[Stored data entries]

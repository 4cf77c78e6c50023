use clap::{Args, Parser, Subcommand};
use std::path::PathBuf;

#[derive(Parser, Debug)]
#[command(name = "leadflow", version, about = "Lead CSV imports and campaign activation")]
pub struct Cli {
    #[command(flatten)]
    pub global: GlobalArgs,

    #[command(subcommand)]
    pub command: Commands,
}

#[derive(Args, Debug, Clone, Default)]
pub struct GlobalArgs {
    /// Backend base URL (overrides LEADFLOW_API_URL)
    #[arg(long, global = true)]
    pub api_url: Option<String>,

    /// Tenant owner id (overrides LEADFLOW_OWNER_UID)
    #[arg(long, global = true)]
    pub owner_uid: Option<String>,

    /// Bearer token (overrides LEADFLOW_API_TOKEN)
    #[arg(long, global = true)]
    pub token: Option<String>,

    /// Print machine-readable JSON instead of text
    #[arg(long, global = true, default_value_t = false)]
    pub json: bool,
}

#[derive(Subcommand, Debug)]
pub enum Commands {
    /// Show the header, a row sample and the proposed column mapping of a CSV file
    Preview {
        file: PathBuf,

        #[command(flatten)]
        parse: LocalParseArgs,
    },
    /// Import a CSV file and follow the batch until it finishes
    Import {
        file: PathBuf,

        /// Override the proposed mapping, e.g. --map "Agent Notes=notes". Use "COL=" to drop a column.
        #[arg(short, long = "map", value_name = "COLUMN=FIELD")]
        mappings: Vec<String>,

        /// Skip the confirmation prompt
        #[arg(short, long, default_value_t = false)]
        yes: bool,

        /// Stop following the batch after this many seconds
        #[arg(long)]
        timeout_secs: Option<u64>,

        /// Build the mapping from a local parse instead of a backend preview.
        /// The file is uploaded unchanged, so local-only options such as
        /// --delimiter and --skip-top-rows are not accepted here.
        #[arg(long, default_value_t = false)]
        offline: bool,
    },
    /// Follow an existing import batch until it finishes
    Watch { batch_id: String },
    /// List past imports, newest first
    History {
        /// Show at most this many batches
        #[arg(short, long)]
        limit: Option<usize>,
    },
    /// Show the health of every lead source
    Sources,
    /// Campaign lifecycle actions
    Campaigns {
        #[command(subcommand)]
        command: CampaignCommands,
    },
}

#[derive(Args, Debug, Clone, Default)]
pub struct LocalParseArgs {
    /// Parse the file locally instead of asking the backend for a preview
    #[arg(long, default_value_t = false)]
    pub offline: bool,

    /// Delimiter for local parsing: ",", ";", "\t", "|" or "auto"
    #[arg(long, requires = "offline")]
    pub delimiter: Option<String>,

    /// Rows to skip before the header when parsing locally
    #[arg(long, requires = "offline")]
    pub skip_top_rows: Option<usize>,
}

#[derive(Subcommand, Debug)]
pub enum CampaignCommands {
    /// List campaigns with their connection warnings
    List,
    /// Activate a READY campaign after the preflight check
    Activate { campaign_id: String },
    /// Pause an ACTIVE campaign
    Pause { campaign_id: String },
    /// Copy a campaign into a new DRAFT
    Duplicate { campaign_id: String },
}

#[cfg(test)]
mod tests {
    use super::*;

    #[test]
    fn test_parse_import_with_mappings() {
        let cli = Cli::parse_from([
            "leadflow",
            "import",
            "leads.csv",
            "--map",
            "Agent Notes=notes",
            "--map",
            "Zip=",
            "--yes",
            "--owner-uid",
            "owner-1",
        ]);
        match cli.command {
            Commands::Import {
                file,
                mappings,
                yes,
                ..
            } => {
                assert_eq!(file, PathBuf::from("leads.csv"));
                assert_eq!(mappings, vec!["Agent Notes=notes", "Zip="]);
                assert!(yes);
            }
            _ => panic!("Expected import subcommand"),
        }
        assert_eq!(cli.global.owner_uid.as_deref(), Some("owner-1"));
    }

    #[test]
    fn test_parse_campaign_activate() {
        let cli = Cli::parse_from(["leadflow", "campaigns", "activate", "cmp-1"]);
        match cli.command {
            Commands::Campaigns {
                command: CampaignCommands::Activate { campaign_id },
            } => assert_eq!(campaign_id, "cmp-1"),
            _ => panic!("Expected campaigns activate"),
        }
    }

    #[test]
    fn test_import_rejects_local_only_parse_flags() {
        for flag in ["--skip-top-rows", "--delimiter"] {
            let result = Cli::try_parse_from([
                "leadflow",
                "import",
                "leads.csv",
                "--offline",
                flag,
                "1",
            ]);
            assert!(result.is_err(), "{} accepted on import", flag);
        }

        let cli = Cli::try_parse_from(["leadflow", "import", "leads.csv", "--offline"]).unwrap();
        match cli.command {
            Commands::Import { offline, .. } => assert!(offline),
            _ => panic!("Expected import subcommand"),
        }
    }

    #[test]
    fn test_local_parse_flags_require_offline() {
        let result = Cli::try_parse_from(["leadflow", "preview", "leads.csv", "--delimiter", ";"]);
        assert!(result.is_err());

        let cli = Cli::try_parse_from([
            "leadflow",
            "preview",
            "leads.csv",
            "--offline",
            "--delimiter",
            ";",
        ])
        .unwrap();
        match cli.command {
            Commands::Preview { parse, .. } => {
                assert!(parse.offline);
                assert_eq!(parse.delimiter.as_deref(), Some(";"));
            }
            _ => panic!("Expected preview subcommand"),
        }
    }
}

WORK TASK
Using the records given above, list every line that includes the word "unwrap".

SOLUTION
        let cli = Cli::try_parse_from(["leadflow", "import", "leads.csv", "--offline"]).unwrap();
        .unwrap();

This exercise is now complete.